9,200 Subscribers from One-Way Substack Recommendations

The Story

Tom’s biggest single growth lever for Marketing Ideas is Substack Recommendations — but he runs them differently than most (Sources 1, 2).

Most creators cold-DM each other proposing swaps. Tom doesn’t ask first. “I recommend other Substack writers and promote them (without speaking to them beforehand). I don’t message them or expect anything in return.” (Source 2).

The mechanic exploits a Substack-specific feature: “Substack shows you exactly how many subscribers you’ve generated for others. I use these stats as an excuse to reach out ONLY after I’ve sent them enough subscribers.” (Source 2).

The concrete example: “My recommendations generated over 2,000 subscribers for one writer who didn’t know me. I sent her a LinkedIn message mentioning this, and she immediately recommended my newsletter in return - adding 500+ subscribers to my list in just 5 minutes of work.” (Source 2).

Total subscribers Tom attributes to recommendations: 9,200 (Source 2).

He also offered another version: full guest posts for established newsletters. “Instead of cold-DMing other writers asking for swaps, he offered value first—writing full guest posts for more established newsletters. Not just shoutouts, full articles. Some of his best content, published on someone else’s list.” (Source 1).

After those guest posts performed, “the other writers took notice. Some started recommending him automatically because they saw traffic coming from Tom’s direction… Others did it as part of a mutual exchange, building long-term partnerships instead of one-off swaps.” (Source 1).

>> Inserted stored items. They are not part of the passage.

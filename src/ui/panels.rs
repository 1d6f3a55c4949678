use eframe::egui::{self, RichText, Ui};
use egui_extras::{Column, TableBuilder};

use student_profile::data::columns::REQUIRED_COLUMNS;
use student_profile::data::loader::SPREADSHEET_EXTENSIONS;
use student_profile::data::profile::option_label;
use student_profile::state::{AppState, StatusMessage};
use student_profile::theme;

/// Headers listed per line in the "表头要求" menu.
const COLUMNS_PER_ROW: usize = 6;

// ---------------------------------------------------------------------------
// Left side panel – student selector
// ---------------------------------------------------------------------------

/// Render the search box, counters, student list and prev/next buttons.
pub fn side_panel(ui: &mut Ui, state: &mut AppState) {
    ui.heading("学生选择器");
    ui.separator();

    if state.table.is_none() {
        ui.label("请上传Excel文件开始分析学生数据");
        ui.label(
            RichText::new("支持学生基本信息、成绩、奖学金等多维度数据分析")
                .color(theme::hex(theme::MUTED_TEXT))
                .small(),
        );
        return;
    }

    let mut query = state.query.clone();
    ui.add(
        egui::TextEdit::singleline(&mut query)
            .hint_text("输入姓名、学号或班级进行搜索...")
            .desired_width(f32::INFINITY),
    );
    state.set_query(&query);

    ui.horizontal(|ui: &mut Ui| {
        ui.label(format!("总学生数 {}", state.total_count()));
        ui.separator();
        ui.label(format!("筛选结果 {}", state.filtered_count()));
    });

    ui.horizontal(|ui: &mut Ui| {
        if ui
            .add_enabled(state.selector.has_previous(), egui::Button::new("⬅ 上一个"))
            .clicked()
        {
            state.selector.previous();
        }
        if ui
            .add_enabled(state.selector.has_next(), egui::Button::new("下一个 ➡"))
            .clicked()
        {
            state.selector.next();
        }
    });
    ui.separator();

    if state.filtered_count() == 0 {
        ui.colored_label(
            theme::hex("#d97706"),
            "未找到匹配的学生，请调整搜索条件",
        );
        return;
    }

    student_list(ui, state);
}

fn student_list(ui: &mut Ui, state: &mut AppState) {
    let labels: Vec<String> = state
        .visible_records()
        .map(|(_, rec)| option_label(rec))
        .collect();
    let selected = state.selector.current();
    let mut clicked = None;

    TableBuilder::new(ui)
        .striped(true)
        .sense(egui::Sense::click())
        .column(Column::auto())
        .column(Column::remainder())
        .header(20.0, |mut header| {
            header.col(|ui: &mut Ui| {
                ui.strong("#");
            });
            header.col(|ui: &mut Ui| {
                ui.strong("姓名 - 学号");
            });
        })
        .body(|body| {
            body.rows(20.0, labels.len(), |mut row| {
                let pos = row.index();
                row.set_selected(selected == Some(pos));
                row.col(|ui: &mut Ui| {
                    ui.label((pos + 1).to_string());
                });
                row.col(|ui: &mut Ui| {
                    ui.label(labels[pos].as_str());
                });
                if row.response().clicked() {
                    clicked = Some(pos);
                }
            });
        });

    if let Some(pos) = clicked {
        state.selector.select(pos);
    }
}

// ---------------------------------------------------------------------------
// Top bar
// ---------------------------------------------------------------------------

/// Render the top menu / toolbar.
pub fn top_bar(ui: &mut Ui, state: &mut AppState) {
    egui::menu::bar(ui, |ui: &mut Ui| {
        ui.menu_button("文件", |ui: &mut Ui| {
            if ui.button("打开…").clicked() {
                open_file_dialog(state);
                ui.close_menu();
            }
        });

        ui.menu_button("表头要求", |ui: &mut Ui| {
            ui.label("请确保上传的 Excel 文件包含以下列（表头名称需完全一致）：");
            ui.separator();
            for chunk in REQUIRED_COLUMNS.chunks(COLUMNS_PER_ROW) {
                ui.label(chunk.join("，"));
            }
        });

        ui.separator();

        match &state.status_message {
            Some(StatusMessage::Success(msg)) => {
                ui.label(RichText::new(msg).color(theme::hex("#16a34a")));
            }
            Some(StatusMessage::Error(msg)) => {
                ui.label(RichText::new(msg).color(theme::hex("#dc2626")));
            }
            None => {}
        }
    });
}

// ---------------------------------------------------------------------------
// File dialog
// ---------------------------------------------------------------------------

pub fn open_file_dialog(state: &mut AppState) {
    let file = rfd::FileDialog::new()
        .set_title("选择Excel文件上传学生数据")
        .add_filter("Excel", &["xlsx", "xls"])
        .add_filter("Spreadsheets", SPREADSHEET_EXTENSIONS)
        .add_filter("CSV", &["csv"])
        .pick_file();

    if let Some(path) = file {
        // Outcome is reported through `state.status_message`.
        let _ = state.open_path(&path);
    }
}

Tom’s framing of why recommendations beat social posts: “With Substack recommendations, it’s always alive. I always get new subscribers from those recommendations. It’s a fantastic growth lever.” (Source 1). Unlike social posts, recommendations don’t decay in 48 hours (Source 1).

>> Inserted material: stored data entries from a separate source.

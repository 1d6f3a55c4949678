use std::f64::consts::{FRAC_PI_2, TAU};

use eframe::egui::{RichText, Stroke, Ui};
use egui_plot::{Line, Plot, PlotPoint, PlotPoints, Points, Polygon, Text};

use student_profile::data::profile::{CompetencyScore, GpaTrend};
use student_profile::theme;

/// Radius (in plot units) of the 100-point ring.
const RADAR_RADIUS: f64 = 1.0;
const RADAR_RINGS: [f64; 5] = [20.0, 40.0, 60.0, 80.0, 100.0];

// ---------------------------------------------------------------------------
// Competency radar
// ---------------------------------------------------------------------------

/// Unit vector of spoke `i` out of `n`, starting at 12 o'clock and going
/// clockwise.
fn spoke(i: usize, n: usize) -> [f64; 2] {
    let angle = FRAC_PI_2 - TAU * i as f64 / n as f64;
    [angle.cos(), angle.sin()]
}

/// Closed polygon vertices for `values` (0–100) on `n` spokes.
fn radar_vertices(values: &[f64]) -> Vec<[f64; 2]> {
    let n = values.len();
    values
        .iter()
        .enumerate()
        .map(|(i, v)| {
            let [x, y] = spoke(i, n);
            let r = RADAR_RADIUS * v.clamp(0.0, 100.0) / 100.0;
            [x * r, y * r]
        })
        .collect()
}

/// Render the five-axis competency chart as a filled polygon over rings.
pub fn radar_chart(ui: &mut Ui, scores: &[CompetencyScore]) {
    let n = scores.len();
    if n < 3 {
        return;
    }
    let grid = theme::hex(theme::GRID);
    let accent = theme::hex(theme::ACCENT);
    let values: Vec<f64> = scores.iter().map(|s| s.score).collect();

    Plot::new("competency_radar")
        .height(340.0)
        .data_aspect(1.0)
        .include_x(-1.45)
        .include_x(1.45)
        .include_y(-1.35)
        .include_y(1.4)
        .show_axes(false)
        .show_grid(false)
        .show_x(false)
        .show_y(false)
        .allow_drag(false)
        .allow_zoom(false)
        .allow_scroll(false)
        .allow_boxed_zoom(false)
        .show(ui, |plot_ui| {
            for ring in RADAR_RINGS {
                let mut pts = radar_vertices(&vec![ring; n]);
                pts.push(pts[0]);
                plot_ui.line(Line::new(PlotPoints::from(pts)).color(grid).width(1.0));
            }
            for (i, score) in scores.iter().enumerate() {
                let [x, y] = spoke(i, n);
                plot_ui.line(
                    Line::new(PlotPoints::from(vec![[0.0, 0.0], [x, y]]))
                        .color(grid)
                        .width(1.0),
                );
                plot_ui.text(Text::new(
                    PlotPoint::new(x * 1.22, y * 1.12),
                    RichText::new(score.caption()).size(12.0),
                ));
            }

            let vertices = radar_vertices(&values);
            plot_ui.polygon(
                Polygon::new(PlotPoints::from(vertices.clone()))
                    .name("综合评分")
                    .fill_color(theme::hex_alpha(theme::ACCENT, 0.3))
                    .stroke(Stroke::new(2.0, accent)),
            );
            plot_ui.points(
                Points::new(PlotPoints::from(vertices))
                    .radius(3.5)
                    .color(accent),
            );
        });
}

// ---------------------------------------------------------------------------
// GPA trend
// ---------------------------------------------------------------------------

/// Line chart of the recorded semesters, x labelled by semester name.
pub fn gpa_chart(ui: &mut Ui, trend: &GpaTrend) {
    let (labels, gpas) = trend.series();
    let color = theme::hex(theme::GPA_LINE);
    let points: Vec<[f64; 2]> = gpas
        .iter()
        .enumerate()
        .map(|(i, &gpa)| [i as f64, gpa])
        .collect();

    Plot::new("gpa_trend")
        .height(260.0)
        .x_axis_label("学期")
        .y_axis_label("绩点")
        .include_x(-0.5)
        .include_x(points.len() as f64 - 0.5)
        .include_y(0.0)
        .include_y(4.0)
        .allow_drag(false)
        .allow_zoom(false)
        .allow_scroll(false)
        .allow_boxed_zoom(false)
        .x_axis_formatter(move |mark, _range| {
            let idx = mark.value.round();
            if (mark.value - idx).abs() > 1e-6 || idx < 0.0 {
                return String::new();
            }
            labels.get(idx as usize).cloned().unwrap_or_default()
        })
        .show(ui, |plot_ui| {
            plot_ui.line(
                Line::new(PlotPoints::from(points.clone()))
                    .name("绩点")
                    .color(color)
                    .width(3.0),
            );
            plot_ui.points(
                Points::new(PlotPoints::from(points.clone()))
                    .radius(5.0)
                    .color(color),
            );
            for (i, gpa) in gpas.iter().enumerate() {
                plot_ui.text(Text::new(
                    PlotPoint::new(i as f64, gpa + 0.25),
                    RichText::new(format!("{gpa:.2}")).color(color),
                ));
            }
        });
}

#[cfg(test)]
mod tests {
    use super::*;

    #[test]
    fn first_spoke_points_up() {
        let [x, y] = spoke(0, 5);
        assert!(x.abs() < 1e-12);
        assert!((y - 1.0).abs() < 1e-12);
    }

    #[test]
    fn vertices_scale_with_score() {
        let v = radar_vertices(&[100.0, 50.0, 0.0, 150.0, -10.0]);
        let len = |p: [f64; 2]| (p[0] * p[0] + p[1] * p[1]).sqrt();
        assert!((len(v[0]) - 1.0).abs() < 1e-12);
        assert!((len(v[1]) - 0.5).abs() < 1e-12);
        assert!(len(v[2]) < 1e-12);
        assert!((len(v[3]) - 1.0).abs() < 1e-12);
        assert!(len(v[4]) < 1e-12);
    }
}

The HubSpot version emphasizes the relational effect: “I stayed in touch with the authors. Not to squeeze more promotion out of them, but because I genuinely liked their work. When you approach creators as peers rather than as distribution channels, the relationships last.” (Source 3).

Lesson for Creators

Asking for a swap is a transaction. Sending value and waiting until you have receipts is leverage. The trick depends on a platform feature most creators ignore — Substack publishes the actual subscriber attribution numbers, so “I sent you 2,000 subscribers, would you reciprocate?” is a verifiable claim, not a pitch. The pattern generalizes beyond Substack: when you can prove you’ve already created value for someone, the conversation stops being a sales call and becomes a no-brainer. The other half: recommendations compound where social posts decay. A good recommendation pays for years.